• **TASK REQUIREMENTS**
Only part of the listing is needed, namely the lines from its start through the line with "pub type WireResult<T>", and they should be retyped exactly.

• **RECORDS SUPPLIED**
□ □ □ □ □ □ □
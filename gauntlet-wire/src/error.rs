//! Error types for the wire layer.

use crate::codec::MAX_PAYLOAD_SIZE;

/// Result alias for wire operations.
pub type WireResult<T> = Result<T, WireError>;

/// Errors that can occur while building or parsing wire frames.
#[derive(Debug, Clone, thiserror::Error)]
pub enum WireError {
    /// Not enough data to parse the frame.
    #[error("insufficient data: need {needed} bytes, have {have}")]
    InsufficientData {
        /// Minimum bytes required to parse.
        needed: usize,
        /// Actual bytes available.
        have: usize,
    },

    /// Checksum verification failed - data was corrupted.
    #[error("checksum mismatch: expected {expected:#010x}, got {actual:#010x}")]
    ChecksumMismatch {
        /// Expected checksum from the header.
        expected: u32,
        /// Computed checksum from the data.
        actual: u32,
    },

    /// Payload exceeds the protocol's stated maximum.
    #[error("payload too large: {size} bytes (max {MAX_PAYLOAD_SIZE})")]
    PayloadTooLarge {
        /// Actual payload size in bytes.
        size: usize,
    },

    /// Length field has an invalid value.
    #[error("invalid frame length: {length}")]
    InvalidLength {
        /// The invalid length value from the header.
        length: u32,
    },

    /// Channel kind byte does not name a known kind.
    #[error("unknown channel kind: {value}")]
    UnknownChannelKind {
        /// The unrecognized kind byte.
        value: u8,
    },

    /// Channel index 0 is reserved for the control channel.
    #[error("channel 0 is reserved for control, got kind {kind:?}")]
    ReservedChannel {
        /// The non-control kind that tried to claim index 0.
        kind: crate::bunch::ChannelKind,
    },

    /// Control message discriminant is not registered.
    #[error("unknown control message: {discriminant}")]
    UnknownControlMessage {
        /// The unrecognized discriminant byte.
        discriminant: u8,
    },

    /// Harness sub-command byte is not registered.
    #[error("unknown harness command: {value}")]
    UnknownHarnessCommand {
        /// The unrecognized command byte.
        value: u8,
    },

    /// A length-prefixed string field was truncated or not valid UTF-8.
    #[error("malformed string field")]
    MalformedString,
}
//! Error types for the fake client connection.

use gauntlet_wire::WireError;

/// Result alias for connection operations.
pub type ConnResult<T> = Result<T, ConnError>;

/// Errors that can occur while driving the fake client.
#[derive(Debug, thiserror::Error)]
pub enum ConnError {
    /// A flag combination violates the harness dependency rules.
    #[error("invalid flag combination: {rule}")]
    InvalidFlags {
        /// The violated rule, human readable.
        rule: &'static str,
    },

    /// Operation requires a live connection.
    #[error("not connected")]
    NotConnected,

    /// The control channel is absent from the slot table.
    #[error("control channel missing")]
    ControlChannelMissing,

    /// Channel index is outside the slot table.
    #[error("channel index {index} out of range (max {max})")]
    ChannelOutOfRange {
        /// The offending index.
        index: u16,
        /// Highest allowed index.
        max: u16,
    },

    /// A channel already occupies the requested slot.
    #[error("channel slot {index} already open")]
    ChannelSlotBusy {
        /// The occupied index.
        index: u16,
    },

    /// The underlying transport has been closed.
    #[error("transport closed")]
    TransportClosed,

    /// Wire-level failure.
    #[error("wire error: {0}")]
    Wire(#[from] WireError),
}
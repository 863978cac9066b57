//! Control channel messages.
//!
//! The handshake (`Hello`, `Login`, `Join`, `BeaconJoin`) plus the
//! multiplexed harness control message carrying a one-byte sub-command.
//! Strings travel as a little-endian u16 length prefix followed by UTF-8.

use crate::error::WireError;

/// Magic value identifying a harness `Hello`.
pub const HELLO_MAGIC: u32 = 0x474E_5431; // "GNT1"

/// One-byte sub-commands of the multiplexed harness control message.
#[derive(Debug, Clone, Copy, PartialEq, Eq)]
#[repr(u8)]
pub enum HarnessCmd {
    /// Run a console command on the server, discarding any result.
    NoResult = 0,
    /// Run a console command and stream the result back.
    SendResult = 1,
    /// A previously requested command failed to produce a result.
    ResultFailed = 2,
    /// The requested command result follows in the argument.
    ResultSuccess = 3,
    /// Round-trip probe request.
    Ping = 4,
    /// Round-trip probe reply.
    Pong = 5,
    /// Ask the server to watch for a named engine event.
    WatchEvent = 6,
    /// Server-side notification that a watched event fired.
    NotifyEvent = 7,
    /// Ask the server to spawn a named actor class.
    Summon = 8,
    /// Ask the server process to suspend itself.
    SuspendProcess = 9,
}

impl HarnessCmd {
    /// Parse a sub-command byte.
    ///
    /// # Errors
    ///
    /// Returns `UnknownHarnessCommand` for unregistered bytes.
    pub fn from_byte(value: u8) -> Result<Self, WireError> {
        Ok(match value {
            0 => HarnessCmd::NoResult,
            1 => HarnessCmd::SendResult,
            2 => HarnessCmd::ResultFailed,
            3 => HarnessCmd::ResultSuccess,
            4 => HarnessCmd::Ping,
            5 => HarnessCmd::Pong,
            6 => HarnessCmd::WatchEvent,
            7 => HarnessCmd::NotifyEvent,
            8 => HarnessCmd::Summon,
            9 => HarnessCmd::SuspendProcess,
            other => return Err(WireError::UnknownHarnessCommand { value: other }),
        })
    }
}

/// Messages carried on the control channel.
#[derive(Debug, Clone, PartialEq, Eq)]
pub enum ControlMessage {
    /// Version/endianness handshake. First message on the wire.
    Hello {
        /// Protocol version the client speaks.
        protocol_version: u32,
        /// Endianness/identity magic; must equal [`HELLO_MAGIC`].
        magic: u32,
    },
    /// Credentials plus connect URL.
    Login {
        /// Opaque auth token.
        token: String,
        /// Connect URL, including any option suffix.
        url: String,
    },
    /// Triggers the server-side player spawn.
    Join,
    /// Triggers a server-side beacon spawn instead of a player.
    BeaconJoin {
        /// Beacon type name to join.
        beacon_type: String,
    },
    /// Multiplexed harness command with a string argument.
    Harness(HarnessCmd, String),
}

const MSG_HELLO: u8 = 0;
const MSG_LOGIN: u8 = 1;
const MSG_JOIN: u8 = 2;
const MSG_BEACON_JOIN: u8 = 3;
const MSG_HARNESS: u8 = 4;

fn put_string(out: &mut Vec<u8>, value: &str) {
    let bytes = value.as_bytes();
    out.extend_from_slice(&(bytes.len() as u16).to_le_bytes());
    out.extend_from_slice(bytes);
}

fn take_string(data: &[u8], offset: &mut usize) -> Result<String, WireError> {
    if data.len() < *offset + 2 {
        return Err(WireError::MalformedString);
    }
    let len = u16::from_le_bytes([data[*offset], data[*offset + 1]]) as usize;
    *offset += 2;

    if data.len() < *offset + len {
        return Err(WireError::MalformedString);
    }
    let value = std::str::from_utf8(&data[*offset..*offset + len])
        .map_err(|_| WireError::MalformedString)?
        .to_string();
    *offset += len;
    Ok(value)
}

fn take_u32(data: &[u8], offset: &mut usize) -> Result<u32, WireError> {
    if data.len() < *offset + 4 {
        return Err(WireError::InsufficientData {
            needed: *offset + 4,
            have: data.len(),
        });
    }
    let value = u32::from_le_bytes([
        data[*offset],
        data[*offset + 1],
        data[*offset + 2],
        data[*offset + 3],
    ]);
    *offset += 4;
    Ok(value)
}

impl ControlMessage {
    /// Encode the message into a bunch payload.
    pub fn encode(&self) -> Vec<u8> {
        let mut out = Vec::new();
        match self {
            ControlMessage::Hello {
                protocol_version,
                magic,
            } => {
                out.push(MSG_HELLO);
                out.extend_from_slice(&protocol_version.to_le_bytes());
                out.extend_from_slice(&magic.to_le_bytes());
            }
            ControlMessage::Login { token, url } => {
                out.push(MSG_LOGIN);
                put_string(&mut out, token);
                put_string(&mut out, url);
            }
            ControlMessage::Join => out.push(MSG_JOIN),
            ControlMessage::BeaconJoin { beacon_type } => {
                out.push(MSG_BEACON_JOIN);
                put_string(&mut out, beacon_type);
            }
            ControlMessage::Harness(cmd, arg) => {
                out.push(MSG_HARNESS);
                out.push(*cmd as u8);
                put_string(&mut out, arg);
            }
        }
        out
    }

    /// Decode a message from a bunch payload.
    ///
    /// # Errors
    ///
    /// Returns `UnknownControlMessage` for unregistered discriminants,
    /// `MalformedString`/`InsufficientData` for truncated fields.
    pub fn decode(data: &[u8]) -> Result<Self, WireError> {
        let Some(&discriminant) = data.first() else {
            return Err(WireError::InsufficientData { needed: 1, have: 0 });
        };

        let mut offset = 1;
        match discriminant {
            MSG_HELLO => {
                let protocol_version = take_u32(data, &mut offset)?;
                let magic = take_u32(data, &mut offset)?;
                Ok(ControlMessage::Hello {
                    protocol_version,
                    magic,
                })
            }
            MSG_LOGIN => {
                let token = take_string(data, &mut offset)?;
                let url = take_string(data, &mut offset)?;
                Ok(ControlMessage::Login { token, url })
            }
            MSG_JOIN => Ok(ControlMessage::Join),
            MSG_BEACON_JOIN => {
                let beacon_type = take_string(data, &mut offset)?;
                Ok(ControlMessage::BeaconJoin { beacon_type })
            }
            MSG_HARNESS => {
                let Some(&cmd_byte) = data.get(offset) else {
                    return Err(WireError::InsufficientData {
                        needed: offset + 1,
                        have: data.len(),
                    });
                };
                offset += 1;
                let cmd = HarnessCmd::from_byte(cmd_byte)?;
                let arg = take_string(data, &mut offset)?;
                Ok(ControlMessage::Harness(cmd, arg))
            }
            other => Err(WireError::UnknownControlMessage {
                discriminant: other,
            }),
        }
    }
}

#[cfg(test)]
mod tests {
    use super::*;

    #[test]
    fn test_hello_roundtrip() {
        let msg = ControlMessage::Hello {
            protocol_version: 12,
            magic: HELLO_MAGIC,
        };
        assert_eq!(ControlMessage::decode(&msg.encode()).expect("decode"), msg);
    }

    #[test]
    fn test_login_roundtrip() {
        let msg = ControlMessage::Login {
            token: "auth-token".into(),
            url: "127.0.0.1:7787?name=probe".into(),
        };
        assert_eq!(ControlMessage::decode(&msg.encode()).expect("decode"), msg);
    }

    #[test]
    fn test_harness_command_roundtrip() {
        for cmd in [
            HarnessCmd::NoResult,
            HarnessCmd::SendResult,
            HarnessCmd::ResultFailed,
            HarnessCmd::ResultSuccess,
            HarnessCmd::Ping,
            HarnessCmd::Pong,
            HarnessCmd::WatchEvent,
            HarnessCmd::NotifyEvent,
            HarnessCmd::Summon,
            HarnessCmd::SuspendProcess,
        ] {
            let msg = ControlMessage::Harness(cmd, "arg".into());
            assert_eq!(ControlMessage::decode(&msg.encode()).expect("decode"), msg);
        }
    }

    #[test]
    fn test_unknown_discriminant() {
        assert!(matches!(
            ControlMessage::decode(&[200]),
            Err(WireError::UnknownControlMessage { discriminant: 200 })
        ));
    }

    #[test]
    fn test_unknown_harness_command() {
        let payload = vec![MSG_HARNESS, 99, 0, 0];
        assert!(matches!(
            ControlMessage::decode(&payload),
            Err(WireError::UnknownHarnessCommand { value: 99 })
        ));
    }

    #[test]
    fn test_truncated_string() {
        let mut payload = ControlMessage::Login {
            token: "long enough token".into(),
            url: "u".into(),
        }
        .encode();
        payload.truncate(6);
        assert!(matches!(
            ControlMessage::decode(&payload),
            Err(WireError::MalformedString)
        ));
    }

    #[test]
    fn test_empty_payload() {
        assert!(matches!(
            ControlMessage::decode(&[]),
            Err(WireError::InsufficientData { .. })
        ));
    }
}
//! Verification outcomes.
//!
//! Every probe run produces exactly one [`VerificationState`]. The slot is
//! write-once: the first classified outcome wins, later writes are dropped.

use serde::{Deserialize, Serialize};

/// The final classified outcome of one probe run.
#[derive(Debug, Clone, Copy, PartialEq, Eq, Hash, Serialize, Deserialize, Default)]
pub enum VerificationState {
    /// No outcome recorded yet.
    #[default]
    Unverified,
    /// The issue under test is fixed.
    VerifiedFixed,
    /// The issue under test still reproduces.
    VerifiedNotFixed,
    /// The probe could not produce a stable answer; rerun it.
    VerifiedUnreliable,
    /// The probe itself is broken against the current protocol.
    VerifiedNeedsUpdate,
}

impl VerificationState {
    /// Whether an outcome has been recorded.
    pub fn is_verified(self) -> bool {
        self != VerificationState::Unverified
    }
}

/// Write-once holder for a probe's verification state.
#[derive(Debug, Default, Clone)]
pub struct VerdictSlot {
    state: VerificationState,
}

impl VerdictSlot {
    /// Create an unverified slot.
    pub fn new() -> Self {
        Self::default()
    }

    /// Record an outcome. The first write wins; later writes are ignored.
    ///
    /// Returns true when the write took effect.
    pub fn record(&mut self, state: VerificationState) -> bool {
        if self.state.is_verified() {
            tracing::debug!(
                current = ?self.state,
                ignored = ?state,
                "verdict already recorded, ignoring"
            );
            return false;
        }
        if !state.is_verified() {
            return false;
        }

        self.state = state;
        true
    }

    /// The recorded outcome, or `Unverified`.
    pub fn state(&self) -> VerificationState {
        self.state
    }
}
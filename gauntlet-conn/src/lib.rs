//! # Gauntlet Fake Client
//!
//! A minimal, fake game client: it owns a simulated world and a single
//! [`FakeConnection`], speaks the bunch wire protocol without running any
//! game logic, and exposes hook points for every protocol event so probe
//! logic can accept, deny or observe what the server replicates.
//!
//! The connection lifecycle is a small state machine:
//!
//! ```text
//! Disconnected -> Connecting -> AwaitingRequirements -> Executing
//!                                                    -> { Completed | Aborted }
//! ```
//!
//! A probe's main payload runs the first time every bit of its
//! [`HarnessFlags`] requirements mask is also present in the met bitset,
//! recomputed after every relevant event. The recomputation is the
//! authoritative gate; the payload never runs twice for one connection
//! generation.

#![deny(missing_docs)]
#![deny(clippy::unwrap_used)]

/// Fake client state machine and requirement gating.
pub mod client;
/// The simulated client-side connection.
pub mod connection;
/// Error types for connection operations.
pub mod error;
/// Harness flag set and validation rules.
pub mod flags;
/// Typed hook registry keyed by probe id.
pub mod hooks;
/// Raw transport abstraction under the connection.
pub mod transport;
/// Verification outcomes.
pub mod verdict;

pub use client::{
    ConnectionPhase, FakeClient, HarnessWorld, ReplicatedActor, TransportFactory,
};
pub use connection::{FakeConnection, SendOutcome, MAX_CHANNELS};
pub use error::{ConnError, ConnResult};
pub use flags::{validate_flags, HarnessFlags};
pub use hooks::{EventContext, HookRegistry, HookSet, ProbeId, RpcDirection};
pub use transport::{ChannelTransport, LoopbackTransport, RawTransport, SendFilter};
pub use verdict::{VerdictSlot, VerificationState};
□ □ □ □ □ □ □
• **SOLVED EXERCISE**
filename gauntlet-wire/src/error.rs
//! Error types for the wire layer.

use crate::codec::MAX_PAYLOAD_SIZE;

/// Result alias for wire operations.
pub type WireResult<T> = Result<T, WireError>;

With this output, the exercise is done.